(Dataset items)
____

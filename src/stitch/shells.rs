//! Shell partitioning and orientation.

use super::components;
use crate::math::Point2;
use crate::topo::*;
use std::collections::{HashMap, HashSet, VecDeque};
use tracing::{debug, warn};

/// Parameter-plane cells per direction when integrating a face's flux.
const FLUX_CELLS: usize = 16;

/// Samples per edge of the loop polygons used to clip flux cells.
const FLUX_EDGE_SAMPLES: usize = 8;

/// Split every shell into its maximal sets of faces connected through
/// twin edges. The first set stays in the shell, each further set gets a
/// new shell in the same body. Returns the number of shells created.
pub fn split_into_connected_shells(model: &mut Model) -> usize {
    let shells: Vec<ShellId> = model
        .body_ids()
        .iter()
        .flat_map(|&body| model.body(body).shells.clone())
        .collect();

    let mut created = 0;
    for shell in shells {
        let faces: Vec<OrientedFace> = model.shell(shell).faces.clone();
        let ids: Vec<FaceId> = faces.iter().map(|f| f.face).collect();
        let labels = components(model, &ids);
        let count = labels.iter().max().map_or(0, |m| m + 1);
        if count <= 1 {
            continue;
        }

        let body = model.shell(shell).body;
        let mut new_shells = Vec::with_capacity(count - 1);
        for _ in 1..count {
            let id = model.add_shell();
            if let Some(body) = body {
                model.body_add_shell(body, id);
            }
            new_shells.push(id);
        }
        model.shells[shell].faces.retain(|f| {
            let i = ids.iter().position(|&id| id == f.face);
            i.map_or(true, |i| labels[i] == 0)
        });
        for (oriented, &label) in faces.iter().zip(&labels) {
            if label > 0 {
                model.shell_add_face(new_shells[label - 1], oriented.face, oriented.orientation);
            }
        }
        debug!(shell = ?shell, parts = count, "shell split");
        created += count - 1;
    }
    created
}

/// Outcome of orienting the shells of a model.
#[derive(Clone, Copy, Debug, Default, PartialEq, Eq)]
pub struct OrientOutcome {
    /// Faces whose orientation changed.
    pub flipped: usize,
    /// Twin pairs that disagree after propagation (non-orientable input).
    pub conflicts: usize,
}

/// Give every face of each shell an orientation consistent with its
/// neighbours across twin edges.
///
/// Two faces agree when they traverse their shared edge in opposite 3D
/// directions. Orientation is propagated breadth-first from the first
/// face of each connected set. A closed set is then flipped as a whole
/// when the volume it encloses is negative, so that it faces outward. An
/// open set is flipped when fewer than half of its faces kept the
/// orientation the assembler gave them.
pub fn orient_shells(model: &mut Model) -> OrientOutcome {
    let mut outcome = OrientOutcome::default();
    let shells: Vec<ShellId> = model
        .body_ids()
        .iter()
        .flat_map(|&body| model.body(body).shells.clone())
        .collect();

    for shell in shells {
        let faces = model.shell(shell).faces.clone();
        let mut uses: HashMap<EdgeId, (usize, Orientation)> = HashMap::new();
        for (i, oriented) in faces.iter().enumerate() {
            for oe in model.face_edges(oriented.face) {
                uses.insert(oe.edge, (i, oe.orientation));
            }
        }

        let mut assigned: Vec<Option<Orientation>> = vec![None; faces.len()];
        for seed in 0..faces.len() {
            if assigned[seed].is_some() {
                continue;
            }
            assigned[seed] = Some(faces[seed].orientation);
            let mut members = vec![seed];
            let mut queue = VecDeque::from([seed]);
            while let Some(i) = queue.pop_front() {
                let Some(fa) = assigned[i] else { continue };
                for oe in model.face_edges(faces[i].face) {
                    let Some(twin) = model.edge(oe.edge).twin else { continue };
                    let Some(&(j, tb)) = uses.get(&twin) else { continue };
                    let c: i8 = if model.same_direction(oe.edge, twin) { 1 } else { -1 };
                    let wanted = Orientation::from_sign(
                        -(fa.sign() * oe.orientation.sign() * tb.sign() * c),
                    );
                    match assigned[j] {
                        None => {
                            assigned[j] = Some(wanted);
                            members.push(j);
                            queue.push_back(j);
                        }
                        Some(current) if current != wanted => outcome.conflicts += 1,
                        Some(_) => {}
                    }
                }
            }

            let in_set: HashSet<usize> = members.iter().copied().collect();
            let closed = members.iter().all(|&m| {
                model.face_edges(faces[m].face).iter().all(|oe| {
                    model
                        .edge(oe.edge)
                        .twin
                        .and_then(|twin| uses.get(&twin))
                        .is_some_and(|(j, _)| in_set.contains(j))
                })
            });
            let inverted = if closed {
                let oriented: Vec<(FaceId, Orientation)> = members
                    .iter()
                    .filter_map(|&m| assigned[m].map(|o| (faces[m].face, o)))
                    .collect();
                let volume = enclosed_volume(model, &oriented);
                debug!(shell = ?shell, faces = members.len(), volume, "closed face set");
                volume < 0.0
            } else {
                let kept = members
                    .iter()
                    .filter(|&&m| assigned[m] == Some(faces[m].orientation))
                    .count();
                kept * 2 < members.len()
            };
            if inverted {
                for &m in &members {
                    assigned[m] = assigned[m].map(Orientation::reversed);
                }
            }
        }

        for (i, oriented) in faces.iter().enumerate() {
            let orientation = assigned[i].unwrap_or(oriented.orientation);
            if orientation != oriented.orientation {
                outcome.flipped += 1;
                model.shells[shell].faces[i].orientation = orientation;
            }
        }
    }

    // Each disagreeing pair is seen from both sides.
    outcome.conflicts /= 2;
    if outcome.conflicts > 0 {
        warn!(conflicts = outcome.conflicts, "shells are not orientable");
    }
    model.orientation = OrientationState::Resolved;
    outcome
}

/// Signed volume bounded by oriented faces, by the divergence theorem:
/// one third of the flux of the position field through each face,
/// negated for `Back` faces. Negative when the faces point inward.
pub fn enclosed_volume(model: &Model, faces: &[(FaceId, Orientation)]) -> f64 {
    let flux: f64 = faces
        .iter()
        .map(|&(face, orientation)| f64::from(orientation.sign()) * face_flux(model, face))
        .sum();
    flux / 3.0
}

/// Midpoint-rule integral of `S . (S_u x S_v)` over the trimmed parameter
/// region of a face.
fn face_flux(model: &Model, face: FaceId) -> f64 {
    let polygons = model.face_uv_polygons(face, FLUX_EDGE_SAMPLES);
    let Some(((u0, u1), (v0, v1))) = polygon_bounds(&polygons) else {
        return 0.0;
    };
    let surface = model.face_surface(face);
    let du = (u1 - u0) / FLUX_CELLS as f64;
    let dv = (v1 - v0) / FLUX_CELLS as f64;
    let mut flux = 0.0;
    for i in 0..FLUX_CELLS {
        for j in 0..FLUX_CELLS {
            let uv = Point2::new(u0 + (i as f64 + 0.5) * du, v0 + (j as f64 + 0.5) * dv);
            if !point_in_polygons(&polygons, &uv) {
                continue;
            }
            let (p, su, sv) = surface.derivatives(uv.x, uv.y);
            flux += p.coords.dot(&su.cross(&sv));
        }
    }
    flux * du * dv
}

____

_To do_
Each record must be restated word for word, including the last line.

_Response to the task_
filename src/stitch/shells.rs
//! Shell partitioning and orientation.

use super::components;
use crate::math::Point2;
use crate::topo::*;
use std::collections::{HashMap, HashSet, VecDeque};
use tracing::{debug, warn};

/// Parameter-plane cells per direction when integrating a face's flux.
const FLUX_CELLS: usize = 16;

/// Samples per edge of the loop polygons used to clip flux cells.
const FLUX_EDGE_SAMPLES: usize = 8;

/// Split every shell into its maximal sets of faces connected through
/// twin edges. The first set stays in the shell, each further set gets a
/// new shell in the same body. Returns the number of shells created.
pub fn split_into_connected_shells(model: &mut Model) -> usize {
    let shells: Vec<ShellId> = model
        .body_ids()
        .iter()
        .flat_map(|&body| model.body(body).shells.clone())
        .collect();

    let mut created = 0;
    for shell in shells {
        let faces: Vec<OrientedFace> = model.shell(shell).faces.clone();
        let ids: Vec<FaceId> = faces.iter().map(|f| f.face).collect();
        let labels = components(model, &ids);
        let count = labels.iter().max().map_or(0, |m| m + 1);
        if count <= 1 {
            continue;
        }

        let body = model.shell(shell).body;
        let mut new_shells = Vec::with_capacity(count - 1);
        for _ in 1..count {
            let id = model.add_shell();
            if let Some(body) = body {
                model.body_add_shell(body, id);
            }
            new_shells.push(id);
        }
        model.shells[shell].faces.retain(|f| {
            let i = ids.iter().position(|&id| id == f.face);
            i.map_or(true, |i| labels[i] == 0)
        });
        for (oriented, &label) in faces.iter().zip(&labels) {
            if label > 0 {
                model.shell_add_face(new_shells[label - 1], oriented.face, oriented.orientation);
            }
        }
        debug!(shell = ?shell, parts = count, "shell split");
        created += count - 1;
    }
    created
}

/// Outcome of orienting the shells of a model.
#[derive(Clone, Copy, Debug, Default, PartialEq, Eq)]
pub struct OrientOutcome {
    /// Faces whose orientation changed.
    pub flipped: usize,
    /// Twin pairs that disagree after propagation (non-orientable input).
    pub conflicts: usize,
}

/// Give every face of each shell an orientation consistent with its
/// neighbours across twin edges.
///
/// Two faces agree when they traverse their shared edge in opposite 3D
/// directions. Orientation is propagated breadth-first from the first
/// face of each connected set. A closed set is then flipped as a whole
/// when the volume it encloses is negative, so that it faces outward. An
/// open set is flipped when fewer than half of its faces kept the
/// orientation the assembler gave them.
pub fn orient_shells(model: &mut Model) -> OrientOutcome {
    let mut outcome = OrientOutcome::default();
    let shells: Vec<ShellId> = model
        .body_ids()
        .iter()
        .flat_map(|&body| model.body(body).shells.clone())
        .collect();

    for shell in shells {
        let faces = model.shell(shell).faces.clone();
        let mut uses: HashMap<EdgeId, (usize, Orientation)> = HashMap::new();
        for (i, oriented) in faces.iter().enumerate() {
            for oe in model.face_edges(oriented.face) {
                uses.insert(oe.edge, (i, oe.orientation));
            }
        }

        let mut assigned: Vec<Option<Orientation>> = vec![None; faces.len()];
        for seed in 0..faces.len() {
            if assigned[seed].is_some() {
                continue;
            }
            assigned[seed] = Some(faces[seed].orientation);
            let mut members = vec![seed];
            let mut queue = VecDeque::from([seed]);
            while let Some(i) = queue.pop_front() {
                let Some(fa) = assigned[i] else { continue };
                for oe in model.face_edges(faces[i].face) {
                    let Some(twin) = model.edge(oe.edge).twin else { continue };
                    let Some(&(j, tb)) = uses.get(&twin) else { continue };
                    let c: i8 = if model.same_direction(oe.edge, twin) { 1 } else { -1 };
                    let wanted = Orientation::from_sign(
                        -(fa.sign() * oe.orientation.sign() * tb.sign() * c),
                    );
                    match assigned[j] {
                        None => {
                            assigned[j] = Some(wanted);
                            members.push(j);
                            queue.push_back(j);
                        }
                        Some(current) if current != wanted => outcome.conflicts += 1,
                        Some(_) => {}
                    }
                }
            }

            let in_set: HashSet<usize> = members.iter().copied().collect();
            let closed = members.iter().all(|&m| {
                model.face_edges(faces[m].face).iter().all(|oe| {
                    model
                        .edge(oe.edge)
                        .twin
                        .and_then(|twin| uses.get(&twin))
                        .is_some_and(|(j, _)| in_set.contains(j))
                })
            });
            let inverted = if closed {
                let oriented: Vec<(FaceId, Orientation)> = members
                    .iter()
                    .filter_map(|&m| assigned[m].map(|o| (faces[m].face, o)))
                    .collect();
                let volume = enclosed_volume(model, &oriented);
                debug!(shell = ?shell, faces = members.len(), volume, "closed face set");
                volume < 0.0
            } else {
                let kept = members
                    .iter()
                    .filter(|&&m| assigned[m] == Some(faces[m].orientation))
                    .count();
                kept * 2 < members.len()
            };
            if inverted {
                for &m in &members {
                    assigned[m] = assigned[m].map(Orientation::reversed);
                }
            }
        }

        for (i, oriented) in faces.iter().enumerate() {
            let orientation = assigned[i].unwrap_or(oriented.orientation);
            if orientation != oriented.orientation {
                outcome.flipped += 1;
                model.shells[shell].faces[i].orientation = orientation;
            }
        }
    }

    // Each disagreeing pair is seen from both sides.
    outcome.conflicts /= 2;
    if outcome.conflicts > 0 {
        warn!(conflicts = outcome.conflicts, "shells are not orientable");
    }
    model.orientation = OrientationState::Resolved;
    outcome
}

/// Signed volume bounded by oriented faces, by the divergence theorem:
/// one third of the flux of the position field through each face,
/// negated for `Back` faces. Negative when the faces point inward.
pub fn enclosed_volume(model: &Model, faces: &[(FaceId, Orientation)]) -> f64 {
    let flux: f64 = faces
        .iter()
        .map(|&(face, orientation)| f64::from(orientation.sign()) * face_flux(model, face))
        .sum();
    flux / 3.0
}

/// Midpoint-rule integral of `S . (S_u x S_v)` over the trimmed parameter
/// region of a face.
fn face_flux(model: &Model, face: FaceId) -> f64 {
    let polygons = model.face_uv_polygons(face, FLUX_EDGE_SAMPLES);
    let Some(((u0, u1), (v0, v1))) = polygon_bounds(&polygons) else {
        return 0.0;
    };
    let surface = model.face_surface(face);
    let du = (u1 - u0) / FLUX_CELLS as f64;
    let dv = (v1 - v0) / FLUX_CELLS as f64;
    let mut flux = 0.0;
    for i in 0..FLUX_CELLS {
        for j in 0..FLUX_CELLS {
            let uv = Point2::new(u0 + (i as f64 + 0.5) * du, v0 + (j as f64 + 0.5) * dv);
            if !point_in_polygons(&polygons, &uv) {
                continue;
            }
            let (p, su, sv) = surface.derivatives(uv.x, uv.y);
            flux += p.coords.dot(&su.cross(&sv));
        }
    }
    flux * du * dv
}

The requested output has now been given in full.